***** Source information

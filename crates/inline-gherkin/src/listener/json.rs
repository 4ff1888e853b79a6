//! JSON story reports.
//!
//! The document mirrors the XML report. State labels are lowercase so
//! downstream tools can rely on consistent casing.

use serde::Serialize;

use super::report::{ReportFormat, ReportListener, ScenarioReport, StepReport, StoryReport};
use crate::error::ReportError;

#[derive(Serialize)]
struct JsonStory<'a> {
    name: &'a str,
    path: &'a str,
    #[serde(skip_serializing_if = "Option::is_none")]
    narrative: Option<JsonNarrative<'a>>,
    scenarios: Vec<JsonScenario<'a>>,
}

#[derive(Serialize)]
struct JsonNarrative<'a> {
    in_order_to: &'a str,
    i_want_to: &'a str,
    as_a: &'a str,
}

#[derive(Serialize)]
struct JsonScenario<'a> {
    title: &'a str,
    steps: Vec<JsonStep<'a>>,
    #[serde(skip_serializing_if = "Option::is_none")]
    failure: Option<&'a str>,
}

#[derive(Serialize)]
struct JsonStep<'a> {
    name: &'a str,
    #[serde(rename = "type")]
    keyword: &'static str,
    state: &'static str,
    #[serde(skip_serializing_if = "Option::is_none")]
    table: Option<JsonTable<'a>>,
    #[serde(skip_serializing_if = "Option::is_none")]
    failure: Option<&'a str>,
}

#[derive(Serialize)]
struct JsonTable<'a> {
    headers: &'a [String],
    rows: Vec<Vec<&'a str>>,
}

impl<'a> From<&'a StoryReport> for JsonStory<'a> {
    fn from(story: &'a StoryReport) -> Self {
        Self {
            name: story.id().name(),
            path: story.id().path(),
            narrative: story.narrative().map(|narrative| JsonNarrative {
                in_order_to: &narrative.in_order_to,
                i_want_to: &narrative.i_want_to,
                as_a: &narrative.as_a,
            }),
            scenarios: story.scenarios().iter().map(JsonScenario::from).collect(),
        }
    }
}

impl<'a> From<&'a ScenarioReport> for JsonScenario<'a> {
    fn from(scenario: &'a ScenarioReport) -> Self {
        Self {
            title: scenario.title(),
            steps: scenario.steps().iter().map(JsonStep::from).collect(),
            failure: scenario.failure(),
        }
    }
}

impl<'a> From<&'a StepReport> for JsonStep<'a> {
    fn from(step: &'a StepReport) -> Self {
        Self {
            name: step.name(),
            keyword: step.keyword().as_str(),
            state: step.state().as_str(),
            table: step.table().map(|table| JsonTable {
                headers: table.headers(),
                rows: table
                    .iter()
                    .map(|row| row.iter().map(|(_, value)| value).collect())
                    .collect(),
            }),
            failure: step.failure(),
        }
    }
}

/// Renders story reports as pretty-printed JSON.
#[derive(Debug, Clone, Copy, Default)]
pub struct JsonFormat;

/// Writes one `<story name>.json` report per finished story.
pub type JsonListener = ReportListener<JsonFormat>;

impl ReportFormat for JsonFormat {
    fn extension(&self) -> &'static str {
        "json"
    }

    fn render(&self, story: &StoryReport) -> Result<String, ReportError> {
        Ok(serde_json::to_string_pretty(&JsonStory::from(story))?)
    }
}
//! Per-execution state for stories and scenarios.

use crate::config::FailureMode;
use crate::error::StepFailure;
use crate::keyword::StepKeyword;
use crate::story::{Narrative, StoryId};

/// State of one running story.
///
/// Returned by [`StepRunner::start_story`](super::StepRunner::start_story)
/// and consumed by [`StepRunner::end_story`](super::StepRunner::end_story).
#[derive(Debug)]
pub struct StoryContext {
    pub(crate) id: StoryId,
    pub(crate) narrative: Option<Narrative>,
    pub(crate) mode: FailureMode,
    pub(crate) passed: usize,
    pub(crate) failed: usize,
}

impl StoryContext {
    pub(crate) fn new(id: StoryId, narrative: Option<Narrative>, mode: FailureMode) -> Self {
        Self {
            id,
            narrative,
            mode,
            passed: 0,
            failed: 0,
        }
    }

    /// The story being run.
    #[must_use]
    pub fn id(&self) -> &StoryId {
        &self.id
    }

    /// The story's narrative, if one was declared.
    #[must_use]
    pub fn narrative(&self) -> Option<&Narrative> {
        self.narrative.as_ref()
    }

    /// Failure mode applied to the story's scenarios.
    #[must_use]
    pub fn failure_mode(&self) -> FailureMode {
        self.mode
    }

    /// Number of scenarios that finished without a failure.
    #[must_use]
    pub fn passed(&self) -> usize {
        self.passed
    }

    /// Number of scenarios that finished with a failure.
    #[must_use]
    pub fn failed(&self) -> usize {
        self.failed
    }
}

/// State of one running scenario.
///
/// Holds the "And" marker and the pending failure slot, so concurrent
/// scenarios sharing a runner never see each other's state.
#[derive(Debug)]
pub struct ScenarioContext {
    pub(crate) story: StoryId,
    pub(crate) title: String,
    pub(crate) mode: FailureMode,
    pub(crate) last_keyword: Option<StepKeyword>,
    pub(crate) failure: Option<StepFailure>,
    pub(crate) steps: usize,
}

impl ScenarioContext {
    pub(crate) fn new(story: &StoryContext, title: String) -> Self {
        Self {
            story: story.id.clone(),
            title,
            mode: story.mode,
            last_keyword: None,
            failure: None,
            steps: 0,
        }
    }

    /// The enclosing story.
    #[must_use]
    pub fn story(&self) -> &StoryId {
        &self.story
    }

    /// Scenario title.
    #[must_use]
    pub fn title(&self) -> &str {
        &self.title
    }

    /// The first failure recorded in this scenario.
    #[must_use]
    pub fn failure(&self) -> Option<&StepFailure> {
        self.failure.as_ref()
    }

    /// Returns `true` once a step failure has been recorded.
    #[must_use]
    pub fn has_failed(&self) -> bool {
        self.failure.is_some()
    }

    /// Number of steps executed or skipped so far.
    #[must_use]
    pub fn steps(&self) -> usize {
        self.steps
    }

    /// Keeps `failure` unless an earlier one is already recorded.
    pub(crate) fn record(&mut self, failure: &StepFailure) {
        if self.failure.is_none() {
            self.failure = Some(failure.clone());
        }
    }
}
//! Behavioural tests for inline table parsing.

use inline_gherkin_table::{HeaderOverrides, Row, Table, TableError, parse_step, strip_table};
use rstest::rstest;

fn table_of(raw: &str) -> Table<Row> {
    match parse_step(raw, &HeaderOverrides::new()) {
        Ok(parsed) => parsed.table.unwrap_or_else(|| panic!("no table in {raw:?}")),
        Err(err) => panic!("parse failed: {err}"),
    }
}

#[rstest]
#[case::one_column("|id||1||2||3|", &["id"], 3)]
#[case::three_columns(
    "Given:\n| a | b | c |\n| 1 | 2 | 3 |\n| 4 | 5 | 6 |",
    &["a", "b", "c"],
    2
)]
#[case::duplicate_headers("|x|x||1|2|", &["x", "x"], 1)]
fn headers_and_row_count_survive_parsing(
    #[case] raw: &str,
    #[case] headers: &[&str],
    #[case] rows: usize,
) {
    let table = table_of(raw);
    assert_eq!(table.headers(), headers);
    assert_eq!(table.len(), rows);
    assert!(table.iter().all(|row| row.len() == headers.len()));
}

#[test]
fn multi_line_and_single_line_forms_agree() {
    let multi = table_of("Some step:\n|Header1|Header2|\n|value1|value2|");
    let single = table_of("Some step: |Header1|Header2||value1|value2|");
    assert_eq!(multi, single);
}

#[test]
fn description_without_table_is_unmodified() {
    let raw = "When the user logs in";
    let Ok(parsed) = parse_step(raw, &HeaderOverrides::new()) else {
        panic!("plain text must parse");
    };
    assert_eq!(parsed.description, raw);
    assert!(parsed.table.is_none());
}

#[test]
fn display_text_keeps_inner_line_breaks() {
    assert_eq!(
        strip_table("Given a\nlong step:   \n| a |\n| 1 |"),
        "Given a\nlong step:"
    );
}

#[rstest]
#[case::short_row("|a|b|c||1|2|")]
#[case::long_row("|a||1|2|")]
#[case::third_row_short("|a|b||1|2||3|")]
fn uneven_rows_quote_the_raw_table(#[case] raw: &str) {
    let Err(err) = parse_step(raw, &HeaderOverrides::new()) else {
        panic!("uneven table must fail");
    };
    assert!(matches!(err, TableError::UnevenRow { .. }));
    assert_eq!(err.raw(), raw);
    assert!(err.to_string().contains(raw));
}

#[test]
fn header_without_body_is_rejected() {
    let Err(err) = parse_step("Step: |a|b|||", &HeaderOverrides::new()) else {
        panic!("headers alone must fail");
    };
    assert!(matches!(
        err,
        TableError::EmptyHeader { .. } | TableError::Malformed { .. } | TableError::UnevenRow { .. }
    ));
}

**********

▶ **Exercise details**:
For each line above that holds the string "Number", provide a copy of that line.

▶ **Response to the task**:
    /// Number of scenarios that finished without a failure.
    /// Number of scenarios that finished with a failure.
    /// Number of steps executed or skipped so far.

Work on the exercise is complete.